Problem details
Copy each line of the data exactly. Leave nothing out.

Data shown
====
use std::io::Write;
use std::sync::Arc;

use tokio::runtime::Runtime;

use crate::corpus::Triple;
use crate::error::MeteorError;
use crate::meteor::Meteor;
use crate::score::{score_triples, PairResult, TripleOutcome};

pub const DEFAULT_BATCH_SIZE: usize = 100;
const PROGRESS_EVERY: usize = 100;

/// Per-run tally reported once the corpus is exhausted.
#[derive(Debug, Clone, Copy, Default, PartialEq, Eq)]
pub struct EvaluationSummary {
    /// Triples read and compared.
    pub evaluated: usize,
    /// Hypotheses with no defined score (empty input or nothing aligned).
    pub undefined: usize,
    /// Hypotheses whose scoring failed (search truncated, timed out, worker error).
    pub failed: usize,
}

impl EvaluationSummary {
    fn record(&mut self, line: usize, outcome: &TripleOutcome) {
        self.evaluated += 1;
        for (hypothesis, result) in [(1, &outcome.first), (2, &outcome.second)] {
            self.record_pair(line, hypothesis, result);
        }
    }

    fn record_pair(&mut self, line: usize, hypothesis: u8, result: &PairResult) {
        match result {
            Ok(_) => {}
            Err(err) if err.is_undefined() => {
                self.undefined += 1;
                log::debug!("line {}, hypothesis {}: {}", line, hypothesis, err);
            }
            Err(err) => {
                self.failed += 1;
                log::warn!("line {}, hypothesis {}: {}", line, hypothesis, err);
            }
        }
    }
}

/// Scores up to `limit` triples and writes one preference (`1`, `0` or `-1`)
/// per line to `out`, in input order.
///
/// Triples are scored `batch_size` at a time on a multi-threaded runtime.
/// Per-hypothesis failures are counted and skipped; I/O errors and malformed
/// input lines abort the run.
pub fn evaluate_corpus<I, W>(
    meteor: Arc<Meteor>,
    triples: I,
    limit: Option<usize>,
    batch_size: usize,
    out: &mut W,
) -> Result<EvaluationSummary, MeteorError>
where
    I: IntoIterator<Item = Result<Triple, MeteorError>>,
    W: Write,
{
    if batch_size == 0 {
        return Err(MeteorError::invalid_config("batch size must be at least 1"));
    }
    let rt = Runtime::new().map_err(|e| MeteorError::runtime("starting async runtime", e))?;

    let mut summary = EvaluationSummary::default();
    let mut triples = triples.into_iter().take(limit.unwrap_or(usize::MAX));

    loop {
        let batch: Vec<Triple> = triples
            .by_ref()
            .take(batch_size)
            .collect::<Result<_, _>>()?;
        if batch.is_empty() {
            break;
        }

        let first_line = summary.evaluated + 1;
        let outcomes = rt.block_on(score_triples(Arc::clone(&meteor), batch));
        for (offset, outcome) in outcomes.iter().enumerate() {
            writeln!(out, "{}", outcome.preference().as_i8())
                .map_err(|e| MeteorError::io("writing results", e))?;
            summary.record(first_line + offset, outcome);
            if summary.evaluated % PROGRESS_EVERY == 0 {
                log::info!("{} finished", summary.evaluated);
            }
        }
    }

    out.flush()
        .map_err(|e| MeteorError::io("writing results", e))?;
    log::info!(
        "evaluated {} triples ({} undefined, {} failed hypothesis scores)",
        summary.evaluated,
        summary.undefined,
        summary.failed
    );
    Ok(summary)
}

#[cfg(test)]
mod tests {
    use super::*;
    use crate::alignment::SearchBudget;
    use crate::config::MeteorConfig;
    use crate::corpus::TripleReader;
    use std::io::Cursor;
    use std::time::{Duration, Instant};

    const SAMPLE: &str = "\
the cat sat on the mat ||| cat the mat on sat ||| the cat sat on the mat
a dog ||| the dogs ran ||| the dog runs
birds ||| fish ||| cows
";

    fn meteor() -> Arc<Meteor> {
        Arc::new(Meteor::new(MeteorConfig::default()).unwrap())
    }

    fn run(input: &str, limit: Option<usize>, batch_size: usize) -> (String, EvaluationSummary) {
        let mut out = Vec::new();
        let summary = evaluate_corpus(
            meteor(),
            TripleReader::new(Cursor::new(input)),
            limit,
            batch_size,
            &mut out,
        )
        .unwrap();
        (String::from_utf8(out).unwrap(), summary)
    }

    #[test]
    fn test_writes_one_preference_per_line() {
        let (out, summary) = run(SAMPLE, None, DEFAULT_BATCH_SIZE);
        assert_eq!(out, "1\n-1\n0\n");
        assert_eq!(
            summary,
            EvaluationSummary {
                evaluated: 3,
                undefined: 2,
                failed: 0,
            }
        );
    }

    #[test]
    fn test_small_batches_preserve_order() {
        let (out, summary) = run(SAMPLE, None, 1);
        assert_eq!(out, "1\n-1\n0\n");
        assert_eq!(summary.evaluated, 3);
    }

    #[test]
    fn test_limit_caps_the_run() {
        let (out, summary) = run(SAMPLE, Some(2), 1);
        assert_eq!(out, "1\n-1\n");
        assert_eq!(summary.evaluated, 2);
    }

    #[test]
    fn test_truncated_search_counts_as_failure() {
        let config = MeteorConfig {
            search_budget: SearchBudget::limited(2),
            ..MeteorConfig::default()
        };
        let meteor = Arc::new(Meteor::new(config).unwrap());
        let mut out = Vec::new();
        let summary = evaluate_corpus(
            meteor,
            TripleReader::new(Cursor::new("a b ||| a b ||| a b\n")),
            None,
            DEFAULT_BATCH_SIZE,
            &mut out,
        )
        .unwrap();
        assert_eq!(String::from_utf8(out).unwrap(), "0\n");
        assert_eq!(summary.failed, 2);
    }

    #[test]
    fn test_pair_timeout_bounds_the_run() {
        let config = MeteorConfig {
            search_budget: SearchBudget::unbounded(),
            pair_timeout: Some(Duration::from_millis(5)),
            ..MeteorConfig::default()
        };
        let meteor = Arc::new(Meteor::new(config).unwrap());
        let sentence = vec!["x"; 24].join(" ");
        let line = format!("{0} ||| {0} ||| {0}\n", sentence);

        let started = Instant::now();
        let mut out = Vec::new();
        let summary = evaluate_corpus(
            meteor,
            TripleReader::new(Cursor::new(line)),
            None,
            DEFAULT_BATCH_SIZE,
            &mut out,
        )
        .unwrap();

        assert!(started.elapsed() < Duration::from_secs(2));
        assert_eq!(String::from_utf8(out).unwrap(), "0\n");
        assert_eq!(summary.failed, 2);
    }

    #[test]
    fn test_malformed_line_aborts() {
        let mut out = Vec::new();
        let result = evaluate_corpus(
            meteor(),
            TripleReader::new(Cursor::new("a ||| b ||| c\nbroken line\n")),
            None,
            DEFAULT_BATCH_SIZE,
            &mut out,
        );
        assert!(matches!(
            result,
            Err(MeteorError::MalformedLine { line: 2, fields: 1 })
        ));
    }

    #[test]
    fn test_zero_batch_size_is_rejected() {
        let mut out = Vec::new();
        let result = evaluate_corpus(meteor(), Vec::new(), None, 0, &mut out);
        assert!(matches!(result, Err(MeteorError::InvalidConfig { .. })));
    }
}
====
Reply
use std::io::Write;
use std::sync::Arc;

use tokio::runtime::Runtime;

use crate::corpus::Triple;
use crate::error::MeteorError;
use crate::meteor::Meteor;
use crate::score::{score_triples, PairResult, TripleOutcome};

pub const DEFAULT_BATCH_SIZE: usize = 100;
const PROGRESS_EVERY: usize = 100;

/// Per-run tally reported once the corpus is exhausted.
#[derive(Debug, Clone, Copy, Default, PartialEq, Eq)]
pub struct EvaluationSummary {
    /// Triples read and compared.
    pub evaluated: usize,
    /// Hypotheses with no defined score (empty input or nothing aligned).
    pub undefined: usize,
    /// Hypotheses whose scoring failed (search truncated, timed out, worker error).
    pub failed: usize,
}

impl EvaluationSummary {
    fn record(&mut self, line: usize, outcome: &TripleOutcome) {
        self.evaluated += 1;
        for (hypothesis, result) in [(1, &outcome.first), (2, &outcome.second)] {
            self.record_pair(line, hypothesis, result);
        }
    }

    fn record_pair(&mut self, line: usize, hypothesis: u8, result: &PairResult) {
        match result {
            Ok(_) => {}
            Err(err) if err.is_undefined() => {
                self.undefined += 1;
                log::debug!("line {}, hypothesis {}: {}", line, hypothesis, err);
            }
            Err(err) => {
                self.failed += 1;
                log::warn!("line {}, hypothesis {}: {}", line, hypothesis, err);
            }
        }
    }
}

/// Scores up to `limit` triples and writes one preference (`1`, `0` or `-1`)
/// per line to `out`, in input order.
///
/// Triples are scored `batch_size` at a time on a multi-threaded runtime.
/// Per-hypothesis failures are counted and skipped; I/O errors and malformed
/// input lines abort the run.
pub fn evaluate_corpus<I, W>(
    meteor: Arc<Meteor>,
    triples: I,
    limit: Option<usize>,
    batch_size: usize,
    out: &mut W,
) -> Result<EvaluationSummary, MeteorError>
where
    I: IntoIterator<Item = Result<Triple, MeteorError>>,
    W: Write,
{
    if batch_size == 0 {
        return Err(MeteorError::invalid_config("batch size must be at least 1"));
    }
    let rt = Runtime::new().map_err(|e| MeteorError::runtime("starting async runtime", e))?;

    let mut summary = EvaluationSummary::default();
    let mut triples = triples.into_iter().take(limit.unwrap_or(usize::MAX));

    loop {
        let batch: Vec<Triple> = triples
            .by_ref()
            .take(batch_size)
            .collect::<Result<_, _>>()?;
        if batch.is_empty() {
            break;
        }

        let first_line = summary.evaluated + 1;
        let outcomes = rt.block_on(score_triples(Arc::clone(&meteor), batch));
        for (offset, outcome) in outcomes.iter().enumerate() {
            writeln!(out, "{}", outcome.preference().as_i8())
                .map_err(|e| MeteorError::io("writing results", e))?;
            summary.record(first_line + offset, outcome);
            if summary.evaluated % PROGRESS_EVERY == 0 {
                log::info!("{} finished", summary.evaluated);
            }
        }
    }

    out.flush()
        .map_err(|e| MeteorError::io("writing results", e))?;
    log::info!(
        "evaluated {} triples ({} undefined, {} failed hypothesis scores)",
        summary.evaluated,
        summary.undefined,
        summary.failed
    );
    Ok(summary)
}

#[cfg(test)]
mod tests {
    use super::*;
    use crate::alignment::SearchBudget;
    use crate::config::MeteorConfig;
    use crate::corpus::TripleReader;
    use std::io::Cursor;
    use std::time::{Duration, Instant};

    const SAMPLE: &str = "\
the cat sat on the mat ||| cat the mat on sat ||| the cat sat on the mat
a dog ||| the dogs ran ||| the dog runs
birds ||| fish ||| cows
";

    fn meteor() -> Arc<Meteor> {
        Arc::new(Meteor::new(MeteorConfig::default()).unwrap())
    }

    fn run(input: &str, limit: Option<usize>, batch_size: usize) -> (String, EvaluationSummary) {
        let mut out = Vec::new();
        let summary = evaluate_corpus(
            meteor(),
            TripleReader::new(Cursor::new(input)),
            limit,
            batch_size,
            &mut out,
        )
        .unwrap();
        (String::from_utf8(out).unwrap(), summary)
    }

    #[test]
    fn test_writes_one_preference_per_line() {
        let (out, summary) = run(SAMPLE, None, DEFAULT_BATCH_SIZE);
        assert_eq!(out, "1\n-1\n0\n");
        assert_eq!(
            summary,
            EvaluationSummary {
                evaluated: 3,
                undefined: 2,
                failed: 0,
            }
        );
    }

    #[test]
    fn test_small_batches_preserve_order() {
        let (out, summary) = run(SAMPLE, None, 1);
        assert_eq!(out, "1\n-1\n0\n");
        assert_eq!(summary.evaluated, 3);
    }

    #[test]
    fn test_limit_caps_the_run() {
        let (out, summary) = run(SAMPLE, Some(2), 1);
        assert_eq!(out, "1\n-1\n");
        assert_eq!(summary.evaluated, 2);
    }

    #[test]
    fn test_truncated_search_counts_as_failure() {
        let config = MeteorConfig {
            search_budget: SearchBudget::limited(2),
            ..MeteorConfig::default()
        };
        let meteor = Arc::new(Meteor::new(config).unwrap());
        let mut out = Vec::new();
        let summary = evaluate_corpus(
            meteor,
            TripleReader::new(Cursor::new("a b ||| a b ||| a b\n")),
            None,
            DEFAULT_BATCH_SIZE,
            &mut out,
        )
        .unwrap();
        assert_eq!(String::from_utf8(out).unwrap(), "0\n");
        assert_eq!(summary.failed, 2);
    }

    #[test]
    fn test_pair_timeout_bounds_the_run() {
        let config = MeteorConfig {
            search_budget: SearchBudget::unbounded(),
            pair_timeout: Some(Duration::from_millis(5)),
            ..MeteorConfig::default()
        };
        let meteor = Arc::new(Meteor::new(config).unwrap());
        let sentence = vec!["x"; 24].join(" ");
        let line = format!("{0} ||| {0} ||| {0}\n", sentence);

        let started = Instant::now();
        let mut out = Vec::new();
        let summary = evaluate_corpus(
            meteor,
            TripleReader::new(Cursor::new(line)),
            None,
            DEFAULT_BATCH_SIZE,
            &mut out,
        )
        .unwrap();

        assert!(started.elapsed() < Duration::from_secs(2));
        assert_eq!(String::from_utf8(out).unwrap(), "0\n");
        assert_eq!(summary.failed, 2);
    }

    #[test]
    fn test_malformed_line_aborts() {
        let mut out = Vec::new();
        let result = evaluate_corpus(
            meteor(),
            TripleReader::new(Cursor::new("a ||| b ||| c\nbroken line\n")),
            None,
            DEFAULT_BATCH_SIZE,
            &mut out,
        );
        assert!(matches!(
            result,
            Err(MeteorError::MalformedLine { line: 2, fields: 1 })
        ));
    }

    #[test]
    fn test_zero_batch_size_is_rejected() {
        let mut out = Vec::new();
        let result = evaluate_corpus(meteor(), Vec::new(), None, 0, &mut out);
        assert!(matches!(result, Err(MeteorError::InvalidConfig { .. })));
    }
}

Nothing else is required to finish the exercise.